Afrika çöllerinde Türk bayrağını dalgalandırdılar! Erhan Pişkin ve Alper Günay zoru başardı

- 2016 yılının ilk haftasında Türkiye’den yola çıkan sporcularımız, Macaristan üzerinden Afrika’ya uzanan maceralarında tüm olumsuzluklara rağmen zaferle döndüler. 400’ün üzerinde katılımcının bulunduğu Budapeşte Bamako macerasında, bitiş çizgisine ulaşanların sayısı 100 civarındaydı.

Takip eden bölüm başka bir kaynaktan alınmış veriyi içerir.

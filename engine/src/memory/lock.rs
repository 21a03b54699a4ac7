//! Cross-process writer lock
//!
//! A `{memory}.lock` file created with `create_new` marks the single active
//! writer. It holds the writer's pid and a per-guard token, and is removed
//! when the guard drops, unless another writer has since broken and retaken it.

use sdk::errors::EngineError;
use std::fs::{self, OpenOptions};
use std::io::{ErrorKind, Write};
use std::path::{Path, PathBuf};
use std::thread;
use std::time::{Duration, Instant, SystemTime};
use tracing::{debug, warn};
use uuid::Uuid;

const POLL_INTERVAL: Duration = Duration::from_millis(25);

/// Held while a writer owns the memory file
#[derive(Debug)]
pub struct WriterLock {
    path: PathBuf,
    token: String,
}

impl WriterLock {
    /// Lock file path for a memory file
    pub fn path_for(memory_path: &Path) -> PathBuf {
        let mut name = memory_path.as_os_str().to_os_string();
        name.push(".lock");
        PathBuf::from(name)
    }

    /// Take the lock, polling until `wait` elapses.
    ///
    /// A lock file older than `stale_after` is assumed to belong to a crashed
    /// writer and is removed.
    pub fn acquire(path: &Path, stale_after: Duration, wait: Duration) -> Result<Self, EngineError> {
        let deadline = Instant::now() + wait;

        loop {
            match OpenOptions::new().write(true).create_new(true).open(path) {
                Ok(mut file) => {
                    let token = format!("{} {}", std::process::id(), Uuid::new_v4());
                    if let Err(e) = writeln!(file, "{}", token) {
                        let _ = fs::remove_file(path);
                        return Err(EngineError::Io(e));
                    }
                    debug!(lock = %path.display(), "Writer lock acquired");
                    return Ok(Self {
                        path: path.to_path_buf(),
                        token,
                    });
                }
                Err(e) if e.kind() == ErrorKind::AlreadyExists => {
                    if is_stale(path, stale_after) {
                        warn!(lock = %path.display(), "Breaking stale writer lock");
                        match fs::remove_file(path) {
                            Ok(()) => continue,
                            Err(e) if e.kind() == ErrorKind::NotFound => continue,
                            Err(e) => return Err(EngineError::Io(e)),
                        }
                    }

                    if Instant::now() >= deadline {
                        return Err(EngineError::StoreLocked(path.display().to_string()));
                    }
                    thread::sleep(POLL_INTERVAL);
                }
                Err(e) => return Err(EngineError::Io(e)),
            }
        }
    }
}

impl Drop for WriterLock {
    fn drop(&mut self) {
        match fs::read_to_string(&self.path) {
            Ok(content) if content.trim() == self.token => {
                if let Err(e) = fs::remove_file(&self.path) {
                    warn!(lock = %self.path.display(), error = %e, "Failed to release writer lock");
                }
            }
            Ok(_) => {
                warn!(lock = %self.path.display(), "Writer lock was taken over, leaving it in place");
            }
            Err(e) => {
                warn!(lock = %self.path.display(), error = %e, "Writer lock vanished before release");
            }
        }
    }
}

fn is_stale(path: &Path, stale_after: Duration) -> bool {
    fs::metadata(path)
        .and_then(|m| m.modified())
        .ok()
        .and_then(|modified| SystemTime::now().duration_since(modified).ok())
        .map(|age| age > stale_after)
        .unwrap_or(false)
}
//! Multi-source research aggregation
//!
//! The [`ResearchAggregator`] asks each configured [`SourceConnector`] for raw
//! items, one source at a time, each call wrapped by the shared
//! [`ResilientCaller`]. A source that fails is skipped. Items are filtered for
//! relevance and capped per source before [`ResearchBrief::merge`] dedups them
//! in source-priority order. The run only fails when nothing survives.

use async_trait::async_trait;
use chrono::{DateTime, Utc};
use regex::Regex;
use sdk::errors::EngineError;
use sdk::types::{Finding, ResearchBrief};
use std::sync::Arc;
use std::time::Duration;
use tracing::{debug, info, warn};

use crate::config::ResearchConfig;
use crate::retry::ResilientCaller;
use crate::secrets::{CredentialKey, Credentials};
use crate::upstream::{classify, UpstreamError};

pub mod arxiv;
pub mod hackernews;
pub mod newsapi;
pub mod tavily;

pub use arxiv::ArxivSource;
pub use hackernews::HackerNewsSource;
pub use newsapi::NewsApiSource;
pub use tavily::TavilySource;

/// Parameters handed to every connector
#[derive(Debug, Clone, Default)]
pub struct SourceQuery {
    /// Optional topic to steer query-based sources
    pub topic: Option<String>,

    /// Soft cap on how many items a source should return
    pub limit: usize,
}

/// Unnormalized item as a connector sees it
#[derive(Debug, Clone, PartialEq)]
pub struct RawItem {
    pub title: String,
    pub url: String,
    pub summary: String,
    pub published_at: Option<DateTime<Utc>>,
}

impl RawItem {
    fn into_finding(self, source_id: &str) -> Finding {
        Finding {
            source_id: source_id.to_string(),
            title: self.title.trim().to_string(),
            url: self.url.trim().to_string(),
            summary: self.summary.trim().to_string(),
            published_at: self.published_at,
        }
    }
}

/// An independent intelligence source
///
/// `fetch` returns `Ok(vec![])` when the source simply has nothing; errors are
/// reserved for actual failures.
#[async_trait]
pub trait SourceConnector: Send + Sync {
    /// Stable id, also used as the finding's `source_id`
    fn id(&self) -> &str;

    /// Sources whose query is already topic-scoped skip the keyword filter
    fn needs_relevance_filter(&self) -> bool {
        true
    }

    async fn fetch(&self, query: &SourceQuery) -> Result<Vec<RawItem>, UpstreamError>;
}

/// Case-insensitive whole-word keyword matcher
#[derive(Debug, Clone)]
pub struct RelevanceFilter {
    patterns: Vec<Regex>,
}

impl RelevanceFilter {
    pub fn new(keywords: &[String]) -> Self {
        let patterns = keywords
            .iter()
            .map(|k| k.trim())
            .filter(|k| !k.is_empty())
            .filter_map(|k| {
                let phrase = k
                    .split_whitespace()
                    .map(regex::escape)
                    .collect::<Vec<_>>()
                    .join(r"\s+");
                Regex::new(&format!(r"(?i)\b{}\b", phrase)).ok()
            })
            .collect();
        Self { patterns }
    }

    /// An empty keyword list accepts everything
    pub fn matches(&self, item: &RawItem) -> bool {
        if self.patterns.is_empty() {
            return true;
        }
        self.patterns
            .iter()
            .any(|p| p.is_match(&item.title) || p.is_match(&item.summary))
    }
}

/// Fans out to every source and merges the results into one brief
pub struct ResearchAggregator {
    connectors: Vec<Arc<dyn SourceConnector>>,
    caller: ResilientCaller,
    filter: RelevanceFilter,
    per_source_limit: usize,
    max_findings: usize,
}

impl ResearchAggregator {
    /// `connectors` are in priority order, highest first
    pub fn new(
        connectors: Vec<Arc<dyn SourceConnector>>,
        caller: ResilientCaller,
        config: &ResearchConfig,
    ) -> Self {
        Self {
            connectors,
            caller,
            filter: RelevanceFilter::new(&config.keywords),
            per_source_limit: config.per_source_limit,
            max_findings: config.max_findings,
        }
    }

    pub fn source_ids(&self) -> Vec<String> {
        self.connectors.iter().map(|c| c.id().to_string()).collect()
    }

    /// Gather and merge intelligence.
    ///
    /// # Errors
    ///
    /// `EngineError::NoIntelligenceAvailable` when every source failed or
    /// nothing relevant came back.
    pub async fn gather(&self, topic_hint: Option<&str>) -> Result<ResearchBrief, EngineError> {
        let query = SourceQuery {
            topic: topic_hint.map(str::to_string),
            limit: self.per_source_limit,
        };

        let mut per_source = Vec::with_capacity(self.connectors.len());
        let mut succeeded = 0usize;

        for connector in &self.connectors {
            let id = connector.id();
            let operation = format!("research:{}", id);

            let items = match self
                .caller
                .call(&operation, || connector.fetch(&query), classify)
                .await
            {
                Ok(items) => items,
                Err(e) => {
                    warn!(source = id, error = %e, "Research source skipped");
                    continue;
                }
            };
            succeeded += 1;

            let fetched = items.len();
            let findings: Vec<Finding> = items
                .into_iter()
                .filter(|item| !connector.needs_relevance_filter() || self.filter.matches(item))
                .take(self.per_source_limit)
                .map(|item| item.into_finding(id))
                .collect();

            debug!(source = id, fetched, kept = findings.len(), "Source fetched");
            per_source.push(findings);
        }

        let brief = ResearchBrief::merge(per_source, self.max_findings);

        info!(
            sources = self.connectors.len(),
            succeeded,
            findings = brief.len(),
            "Research complete"
        );

        if brief.is_empty() {
            return Err(EngineError::NoIntelligenceAvailable);
        }

        Ok(brief)
    }
}

/// Build the enabled connectors in configured order.
///
/// A source whose credential is missing is left out with an info log rather
/// than failing the run.
pub fn build_connectors(
    config: &ResearchConfig,
    credentials: &Credentials,
) -> Result<Vec<Arc<dyn SourceConnector>>, EngineError> {
    let timeout = Duration::from_secs(config.timeout_secs);
    let mut connectors: Vec<Arc<dyn SourceConnector>> = Vec::new();

    for id in &config.sources {
        let connector: Arc<dyn SourceConnector> = match id.as_str() {
            "hackernews" => Arc::new(
                HackerNewsSource::new(&config.hackernews_base_url, config.scan_depth, timeout)
                    .map_err(connector_error)?,
            ),
            "newsapi" => match credentials.get(CredentialKey::NewsApiKey) {
                Some(key) => Arc::new(
                    NewsApiSource::new(&config.newsapi_base_url, key.clone(), timeout)
                        .map_err(connector_error)?,
                ),
                None => {
                    info!("NEWS_API_KEY not set, newsapi source disabled");
                    continue;
                }
            },
            "arxiv" => Arc::new(
                ArxivSource::new(&config.arxiv_base_url, timeout).map_err(connector_error)?,
            ),
            "tavily" => match credentials.get(CredentialKey::TavilyApiKey) {
                Some(key) => Arc::new(
                    TavilySource::new(&config.tavily_base_url, key.clone(), timeout)
                        .map_err(connector_error)?,
                ),
                None => {
                    info!("TAVILY_API_KEY not set, tavily source disabled");
                    continue;
                }
            },
            other => {
                return Err(EngineError::Config(format!(
                    "Unknown research source '{}'",
                    other
                )))
            }
        };
        connectors.push(connector);
    }

    Ok(connectors)
}

fn connector_error(e: UpstreamError) -> EngineError {
    EngineError::Config(format!("Failed to build research client: {}", e))
}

- Sponsor sıkıntısına rağmen Alper Günay ve Erhan Pişkin, ilk defa katıldıkları ve Türkiye’nin Dakar’dan sonra temsil edildiği uluslar arası zorlu Bamako-Budapeşte rallisinde bayrağımızı Afrika’nın vahşi coğrafyasında dalgalandırıp gururla finale taşıdılar.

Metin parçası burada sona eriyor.